NTCIR-math conference (and its none-friendly website) makes me unwilling to submit a single paper.

dginev · on April 8, 2016

1. Correct, the dataset was generated back in 2013 and will probably be regenerated for the next NTCIR issue.

2. There are annoying copyright issues with making the datasets available for public use. We're working with arXiv to resolve that, it's out of our control for now. It's a long-lasting frustration of mine that the datasets can't be simply made public.

3.You can omit anything you like from the MathML, there is no inferiority to omitting from TeX. "but maybe it is better than MWS" - prove it, submit to NTCIR, and beat everyone. Also, being better than MWS is not an argument that MWS should be denied the very data it needs to run. At the same time you can still obtain whatever degradation you need from the presentation MathML. Failing to recognize any claim to correctness than your own without any substantive proof is not a reasonable position and I urge you to reconsider.

"I have no idea why I need to read its lengthy spec, and I see no reason to write a MathML parser."

You don't need to write a parser, you can use an off-the-shelf parser for XML/HTML5 and handle the MathML reliably and appropriately.
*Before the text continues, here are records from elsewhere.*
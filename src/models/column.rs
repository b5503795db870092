use chrono::{DateTime, NaiveDate, NaiveTime, Utc};
use serde::{Deserialize, Serialize};
use sqlx::FromRow;

use crate::clock::Calendar;

/// Immutable snapshot of a Column's admission window and point policy.
/// Read-only to the core — CRUD lives in the external configuration
/// surface.
#[derive(Debug, Serialize, Deserialize, FromRow, Clone, Copy, PartialEq, Eq)]
pub struct Column {
    pub id: i64,
    pub project_id: i64,
    pub start_date: NaiveDate,
    pub end_date: NaiveDate,
    pub start_time: Option<NaiveTime>,
    pub end_time: Option<NaiveTime>,
    /// 0 means unlimited.
    pub daily_punch_limit: i64,
    pub point_earned: i64,
    pub optional: bool,
}

impl Column {
    pub fn has_daily_punch_limit(&self) -> bool {
        self.daily_punch_limit > 0
    }

    /// Whether `instant` falls inside this column's admission window: the
    /// civil date must lie in `[start_date, end_date]`, and if a daily time
    /// window is configured, the local time-of-day must additionally lie in
    /// that window (wrap-aware per `Calendar::in_daily_window`).
    pub fn admits(&self, instant: DateTime<Utc>, calendar: &Calendar) -> bool {
        let local_date = instant.with_timezone(&calendar.offset()).date_naive();
        if local_date < self.start_date || local_date > self.end_date {
            return false;
        }

        match (self.start_time, self.end_time) {
            (Some(start), Some(end)) => {
                Calendar::in_daily_window(calendar.time_of_day(instant), start, end)
            }
            _ => true,
        }
    }
}
//! Clock & Calendar: wall time and civil-day boundaries for a fixed
//! deployment timezone. All windowing in `admission` and `award` goes
//! through here rather than touching `Utc::now()` or raw epoch math
//! directly — see the day-boundary note in SPEC_FULL.md §B.

use chrono::{DateTime, FixedOffset, NaiveTime, TimeZone, Timelike, Utc};

const SECONDS_PER_DAY: i64 = 86_400;

/// Supplies "now" for the admission/review pipelines. A trait so tests can
/// pin the instant instead of racing the wall clock.
pub trait Clock: Send + Sync {
    fn now(&self) -> DateTime<Utc>;
}

/// Production clock, backed by the system wall clock.
#[derive(Debug, Default, Clone, Copy)]
pub struct SystemClock;

impl Clock for SystemClock {
    fn now(&self) -> DateTime<Utc> {
        Utc::now()
    }
}

/// A clock fixed to a single instant, for deterministic tests.
#[derive(Debug, Clone, Copy)]
pub struct FixedClock(pub DateTime<Utc>);

impl Clock for FixedClock {
    fn now(&self) -> DateTime<Utc> {
        self.0
    }
}

/// The deployment's civil timezone, e.g. UTC+08:00 in the reference
/// deployment. Day boundaries and daily time windows are computed in this
/// offset, never in UTC directly.
#[derive(Debug, Clone, Copy)]
pub struct Calendar {
    offset: FixedOffset,
}

impl Calendar {
    pub fn new(offset: FixedOffset) -> Self {
        Self { offset }
    }

    /// The reference deployment's timezone, UTC+08:00.
    pub fn reference_deployment() -> Self {
        Self::new(FixedOffset::east_opt(8 * 3600).expect("valid fixed offset"))
    }

    pub fn offset(&self) -> FixedOffset {
        self.offset
    }

    /// `dayStart(instant) -> instant at 00:00 local`.
    pub fn day_start(&self, instant: DateTime<Utc>) -> DateTime<Utc> {
        let local = instant.with_timezone(&self.offset);
        let midnight = local
            .date_naive()
            .and_hms_opt(0, 0, 0)
            .expect("midnight is always a valid naive time");
        self.offset
            .from_local_datetime(&midnight)
            .single()
            .expect("fixed offsets have no DST ambiguity")
            .with_timezone(&Utc)
    }

    /// `floor(dayStart(instant).epochSeconds / 86400)`. Never compute this
    /// as `instant.epochSeconds / 86400` directly — only from `day_start`,
    /// which has already normalized to the civil timezone.
    pub fn day_index(&self, instant: DateTime<Utc>) -> i64 {
        self.day_start(instant).timestamp().div_euclid(SECONDS_PER_DAY)
    }

    /// The local time-of-day component of `instant`, second resolution.
    pub fn time_of_day(&self, instant: DateTime<Utc>) -> NaiveTime {
        let local = instant.with_timezone(&self.offset);
        NaiveTime::from_hms_opt(local.hour(), local.minute(), local.second())
            .expect("components of a valid local time are always valid")
    }

    /// Whether `time` falls in the daily window `[start, end]`, wrap-aware:
    /// if `start <= end` the window is the ordinary same-day range; if
    /// `start > end` it wraps across midnight and the window is
    /// `[start, 24:00) ∪ [00:00, end]`.
    pub fn in_daily_window(time: NaiveTime, start: NaiveTime, end: NaiveTime) -> bool {
        if start <= end {
            time >= start && time <= end
        } else {
            time >= start || time <= end
        }
    }
}

impl Default for Calendar {
    fn default() -> Self {
        Self::reference_deployment()
    }
}

#[cfg(test)]
mod tests {
    use super::*;
    use chrono::TimeZone;

    fn utc(y: i32, m: u32, d: u32, h: u32, mi: u32, s: u32) -> DateTime<Utc> {
        Utc.with_ymd_and_hms(y, m, d, h, mi, s).unwrap()
    }

    #[test]
    fn day_start_floors_to_local_midnight() {
        let cal = Calendar::reference_deployment();
        // 2026-01-02 01:30 local (UTC+8) is 2026-01-01 17:30 UTC.
        let instant = utc(2026, 1, 1, 17, 30, 0);
        let start = cal.day_start(instant);
        assert_eq!(start, utc(2026, 1, 1, 16, 0, 0));
    }

    #[test]
    fn day_index_is_monotone_and_stable_across_the_day() {
        let cal = Calendar::reference_deployment();
        let morning = utc(2026, 1, 1, 17, 30, 0); // 2026-01-02 01:30 local
        let evening = utc(2026, 1, 1, 23, 59, 0); // 2026-01-02 07:59 local
        assert_eq!(cal.day_index(morning), cal.day_index(evening));
        let next_day = utc(2026, 1, 2, 17, 0, 0);
        assert_eq!(cal.day_index(next_day), cal.day_index(morning) + 1);
    }

    #[test]
    fn in_daily_window_same_day() {
        let start = NaiveTime::from_hms_opt(9, 0, 0).unwrap();
        let end = NaiveTime::from_hms_opt(18, 0, 0).unwrap();
        assert!(Calendar::in_daily_window(
            NaiveTime::from_hms_opt(9, 0, 0).unwrap(),
            start,
            end
        ));
        assert!(Calendar::in_daily_window(
            NaiveTime::from_hms_opt(18, 0, 0).unwrap(),
            start,
            end
        ));
        assert!(!Calendar::in_daily_window(
            NaiveTime::from_hms_opt(18, 0, 1).unwrap(),
            start,
            end
        ));
        assert!(!Calendar::in_daily_window(
            NaiveTime::from_hms_opt(8, 59, 59).unwrap(),
            start,
            end
        ));
    }

    #[test]
    fn in_daily_window_wraps_across_midnight() {
        let start = NaiveTime::from_hms_opt(22, 0, 0).unwrap();
        let end = NaiveTime::from_hms_opt(6, 0, 0).unwrap();
        assert!(Calendar::in_daily_window(
            NaiveTime::from_hms_opt(23, 0, 0).unwrap(),
            start,
            end
        ));
        assert!(Calendar::in_daily_window(
            NaiveTime::from_hms_opt(5, 0, 0).unwrap(),
            start,
            end
        ));
        assert!(!Calendar::in_daily_window(
            NaiveTime::from_hms_opt(12, 0, 0).unwrap(),
            start,
            end
        ));
    }
}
In fact you can reuse that from any open source search engine for math, MWS included. Writing a TeX parser on the other hand is something I will always roll my eyes at, since actual real world TeX is not something you can "parse", or do anything with reliably, unless you have a full TeX implementation underneath. Which is 1000x harder than using a parser to deal with MathML.

Finally, whining about NTCIR's UI being imperfect as a reason not to submit is just childish.

ga6840 · on April 10, 2016

Thank you for informing me on my first two questions, so now I understand NTCIR's problem.

At very first I tried to compare my results (MAP, recall, precision) with participants in NTCIR, but I take a lot efforts to get dataset, after which I find I cannot convert MathML back into TeX very confidently, most importantly, my parser-generated tree structure is fine-tuned and very dependent on TeX input, I cannot just take MathML tree structure directly, I need much more efforts than just importing an existing XML parser. Because of these, I can not compare my results with mainstream NTCIR researchers. But I definitely tried very hard, sadly I give up. If NTCIR someday can provide (even if request is needed) TeX data for competition, I will consider to (and able to, willing to) compare my results with NTCIR participants (in order to "prove" it).

Writing a TeX parser only for math search is not that difficult, I have written it, it parses most user-created document on math.stackexchange.com. Although I cannot convince you I get better results, I can argue parsing search-interested TeX subset is effortless (if you only care math-related TeX), I even opensourced my search engine TeX parser. Again, problem is not that easy to grab a XML parser and reuse it in my project, I believe a good math-aware search engine needs to get a tree structure very different from that a MathML structure represents, you get a tree by reusing MWS praser, so WHAT? That tree is not the tree I want, I need a lot effort to convert it, the easy way for me is to convert MathML back into TeX (Since I have already done that from TeX), sadly it turns out to be too complicated to worth giving a shot.

ga6840 · on April 10, 2016

Lastly, I am more than childish to complain NTCIR and refuse submit a paper, I give up putting unworthy and duplicated effort on implementing a MathML parser that generates the expression tree I need (this step is the most difficult, rather than just parsing XML), instead, focusing on finding another conference to publish my efforts, it turns out my paper (a demo) get accepted in ECIR 2016, so glad I did not waste too much time on NTCIR, otherwise I would have missed ECIR.